REPUBLIKA.CO.ID, JAKARTA-- Manajemen baru PT Asuransi Jiwasraya (Persero) memberikan pernyataan mengenai fakta dan kondisi perseroan yang terjadi pada periode 2012-2017. Pembukaan fakta ini juga saat perseroan menerbitkan produk JS Saving Plan, hingga akhirnya Jiwasraya benar-benar mengalami gagal bayar pada Oktober 2018 silam.
Direktur Utama Jiwasraya Hexana Tri Sasongko mengatakan, pada 2012-2017 Jiwasraya belum mengalami gagal bayar. Tetapi, pada periode 2017 hingga seterusnya mulai terjadi peningkatan jumlah liabilitas dan klaim yang signifikan. Hal ini dikarenakan kinerja keuangan dibebani oleh produk JS Saving Plan, yang saat itu menjanjikan bunga pasti atau fixed rate yang pernah mencapai net 10 persen atau jauh di atas rata-rata bunga deposito.

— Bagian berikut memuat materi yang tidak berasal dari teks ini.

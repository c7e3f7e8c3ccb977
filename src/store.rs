use chrono::{DateTime, Utc};
use phonenumber::country::Id as CountryId;
use tokio::sync::RwLock;
use uuid::Uuid;

use crate::demo_data;
use crate::errors::AppError;
use crate::interactions::{interactions_for_lead, request_confirmation};
use crate::leads::{normalize_phone, validate_lead};
use crate::models::{
    Call, CreateLeadRequest, Lead, LeadStatus, Meeting, ScoringRule, TimelineEntry,
    UpcomingMeeting,
};
use crate::scoring::score_lead;

/// In-memory storage for leads and their interactions.
///
/// Reads hand out owned snapshots so callers never hold a lock while they
/// compute.
pub struct CrmStore {
    leads: RwLock<Vec<Lead>>,
    calls: Vec<Call>,
    meetings: Vec<Meeting>,
    upcoming: RwLock<Vec<UpcomingMeeting>>,
    scoring_rules: Vec<ScoringRule>,
    enforce_forward_transitions: bool,
}

impl CrmStore {
    pub fn new(
        leads: Vec<Lead>,
        calls: Vec<Call>,
        meetings: Vec<Meeting>,
        upcoming: Vec<UpcomingMeeting>,
        scoring_rules: Vec<ScoringRule>,
    ) -> Self {
        Self {
            leads: RwLock::new(leads),
            calls,
            meetings,
            upcoming: RwLock::new(upcoming),
            scoring_rules,
            enforce_forward_transitions: false,
        }
    }

    /// Store seeded with the demo data set.
    pub fn with_demo_data() -> Self {
        Self::new(
            demo_data::leads(),
            demo_data::calls(),
            demo_data::meetings(),
            demo_data::upcoming_meetings(),
            demo_data::scoring_rules(),
        )
    }

    /// Turns the forward-only status guard on or off.
    pub fn enforce_forward_transitions(mut self, enforce: bool) -> Self {
        self.enforce_forward_transitions = enforce;
        self
    }

    pub async fn leads(&self) -> Vec<Lead> {
        self.leads.read().await.clone()
    }

    pub async fn get_lead(&self, id: &str) -> Result<Lead, AppError> {
        self.leads
            .read()
            .await
            .iter()
            .find(|lead| lead.id == id)
            .cloned()
            .ok_or_else(|| AppError::NotFound(format!("Lead with id {} not found", id)))
    }

    /// Adds a lead in the `new` stage.
    ///
    /// The phone number is stored in E.164 when it parses, and verbatim
    /// otherwise. Leads created without a score are scored with the store's
    /// scoring rules.
    pub async fn create_lead(
        &self,
        request: CreateLeadRequest,
        phone_region: CountryId,
        now: DateTime<Utc>,
    ) -> Result<Lead, AppError> {
        let phone = if request.phone.trim().is_empty() {
            String::new()
        } else {
            normalize_phone(&request.phone, phone_region).unwrap_or_else(|| {
                tracing::warn!("Keeping unnormalized phone for new lead: {}", request.phone);
                request.phone.clone()
            })
        };

        let mut lead = Lead {
            id: Uuid::new_v4().to_string(),
            name: request.name.trim().to_string(),
            email: request.email.trim().to_string(),
            phone,
            company: request.company,
            score: request.score.unwrap_or(0),
            status: LeadStatus::New,
            last_contact: now,
            source: request.source,
            notes: request.notes,
            custom_fields: request.custom_fields,
            created_at: now,
        };
        if request.score.is_none() {
            lead.score = score_lead(&lead, &self.scoring_rules);
        }

        validate_lead(&lead)?;

        tracing::info!(
            "Created lead {} ({}, source {}, score {})",
            lead.id,
            lead.name,
            lead.source,
            lead.score
        );
        self.leads.write().await.push(lead.clone());
        Ok(lead)
    }

    /// Moves a lead to `status`.
    ///
    /// Without the forward-only guard any status may be set at any time.
    pub async fn update_status(&self, id: &str, status: LeadStatus) -> Result<Lead, AppError> {
        let mut leads = self.leads.write().await;
        let lead = leads
            .iter_mut()
            .find(|lead| lead.id == id)
            .ok_or_else(|| AppError::NotFound(format!("Lead with id {} not found", id)))?;

        if self.enforce_forward_transitions && !lead.status.can_transition_to(status) {
            return Err(AppError::InvalidTransition {
                from: lead.status.to_string(),
                to: status.to_string(),
            });
        }

        tracing::info!("Lead {} status: {} -> {}", lead.id, lead.status, status);
        lead.status = status;
        Ok(lead.clone())
    }

    pub fn calls(&self) -> &[Call] {
        &self.calls
    }

    pub fn scoring_rules(&self) -> &[ScoringRule] {
        &self.scoring_rules
    }

    pub fn find_call(&self, id: &str) -> Result<&Call, AppError> {
        self.calls
            .iter()
            .find(|call| call.id == id)
            .ok_or_else(|| AppError::NotFound(format!("Call with id {} not found", id)))
    }

    /// Calls and meetings of an existing lead, newest first.
    pub async fn timeline(&self, lead_id: &str) -> Result<Vec<TimelineEntry>, AppError> {
        self.get_lead(lead_id).await?;
        Ok(interactions_for_lead(lead_id, &self.calls, &self.meetings))
    }

    pub async fn upcoming_meetings(&self) -> Vec<UpcomingMeeting> {
        let mut meetings = self.upcoming.read().await.clone();
        meetings.sort_by_key(|meeting| meeting.date);
        meetings
    }

    pub async fn request_meeting_confirmation(
        &self,
        id: &str,
    ) -> Result<UpcomingMeeting, AppError> {
        let mut upcoming = self.upcoming.write().await;
        let meeting = upcoming
            .iter_mut()
            .find(|meeting| meeting.id == id)
            .ok_or_else(|| AppError::NotFound(format!("Meeting with id {} not found", id)))?;

        request_confirmation(meeting);
        Ok(meeting.clone())
    }
}

#[cfg(test)]
mod tests {
    use super::*;
    use crate::models::ConfirmationStatus;
    use std::collections::BTreeMap;

    fn request(source: &str, score: Option<u8>) -> CreateLeadRequest {
        CreateLeadRequest {
            name: " Ana Costa ".to_string(),
            email: "ana@example.com".to_string(),
            phone: "(201) 555-0123".to_string(),
            company: "Costa Labs".to_string(),
            source: source.to_string(),
            score,
            notes: None,
            custom_fields: BTreeMap::new(),
        }
    }

    #[tokio::test]
    async fn test_create_lead_starts_new_and_scores() {
        let store = CrmStore::with_demo_data();
        let now = Utc::now();

        let lead = store
            .create_lead(request("Referral", None), CountryId::US, now)
            .await
            .unwrap();

        assert_eq!(lead.status, LeadStatus::New);
        assert_eq!(lead.name, "Ana Costa");
        assert_eq!(lead.phone, "+12015550123");
        // referral (40) + baseline (20)
        assert_eq!(lead.score, 60);
        assert_eq!(lead.created_at, lead.last_contact);
        assert_eq!(store.leads().await.len(), 11);
    }

    #[tokio::test]
    async fn test_create_lead_rejects_bad_input() {
        let store = CrmStore::with_demo_data();

        let mut bad_email = request("Website", Some(50));
        bad_email.email = "not-an-email".to_string();
        let result = store.create_lead(bad_email, CountryId::US, Utc::now()).await;
        assert!(matches!(result, Err(AppError::BadRequest(_))));

        let result = store
            .create_lead(request("Website", Some(150)), CountryId::US, Utc::now())
            .await;
        assert!(matches!(result, Err(AppError::BadRequest(_))));

        assert_eq!(store.leads().await.len(), 10);
    }

    #[tokio::test]
    async fn test_status_changes_are_free_by_default() {
        let store = CrmStore::with_demo_data();
        // lead 3 is closed won in the demo set
        let lead = store.update_status("3", LeadStatus::New).await.unwrap();
        assert_eq!(lead.status, LeadStatus::New);
    }

    #[tokio::test]
    async fn test_forward_guard() {
        let store = CrmStore::with_demo_data().enforce_forward_transitions(true);

        let result = store.update_status("3", LeadStatus::New).await;
        assert!(matches!(result, Err(AppError::InvalidTransition { .. })));

        // lead 1 is qualified
        let lead = store.update_status("1", LeadStatus::Negotiation).await.unwrap();
        assert_eq!(lead.status, LeadStatus::Negotiation);
        let result = store.update_status("1", LeadStatus::Contacted).await;
        assert!(matches!(result, Err(AppError::InvalidTransition { .. })));
    }

    #[tokio::test]
    async fn test_unknown_ids() {
        let store = CrmStore::with_demo_data();
        assert!(matches!(
            store.update_status("nope", LeadStatus::New).await,
            Err(AppError::NotFound(_))
        ));
        assert!(matches!(store.timeline("nope").await, Err(AppError::NotFound(_))));
        assert!(matches!(store.find_call("nope"), Err(AppError::NotFound(_))));
    }

    #[tokio::test]
    async fn test_meeting_confirmation() {
        let store = CrmStore::with_demo_data();
        let meeting = store.request_meeting_confirmation("nm1").await.unwrap();
        assert_eq!(meeting.status, ConfirmationStatus::ConfirmationRequested);

        let meeting = store.request_meeting_confirmation("nm2").await.unwrap();
        assert_eq!(meeting.status, ConfirmationStatus::Confirmed);
    }
}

“Adanya penempatan portofolio investasi Jiwasraya pada saham lapis ketiga dan instrumen reksadana tunggal yang diduga tidak menggunakan kaidah dan standar profesional pelaku investasi di pasar modal, juga turut menjadi faktor yang menyebabkan perseroan mengalami kerugian dan utang dalam jumlah yang sangat besar, sampai akhirnya manajemen Jiwasraya tidak mampu membayar kewajiban terhadap nasabah,” ujarnya dalam keterangan tulis, Kamis (2/7).
Hexana menjelaskan, dirinya masuk dan efektif pada 27 Agustus 2018, kondisi keuangan Jiwasraya sudah sangat memprihatinkan dengan rugi Rp 4,1 triliun belum diaudit (unauditted) per Juni 2018 bahkan tidak ada cadangan gaji, operasional kantor, dan sudah tidak bisa membayar utang jatuh tempo dalam jangka waktu pendek untuk klaim produk Saving Plan.
“Ini kondisi dua bulan sebelum Jiwasraya benar-benar gagal bayar pada Oktober 2018," ucapnya.
Hexana mengatakan, setelah mengetahui keberadaan utang Jiwasraya yang sangat besar sehingga mempengaruhi minusnya rasio kesehatan modal perusahaan asuransi atau Risk Based Capital (RBC), dia bersama Asmawi Syam yang saat itu menjabat sebagai Direktur Utama Jiwasraya melaporkan kondisi yang riil ini ke Kementerian BUMN hingga akhirnya pihak kementerian meminta Badan Pengawasan Keuangan dan Pembangunan (BPKP) melakukan audit tujuan tertentu terhadap laporan keuangan Jiwasraya.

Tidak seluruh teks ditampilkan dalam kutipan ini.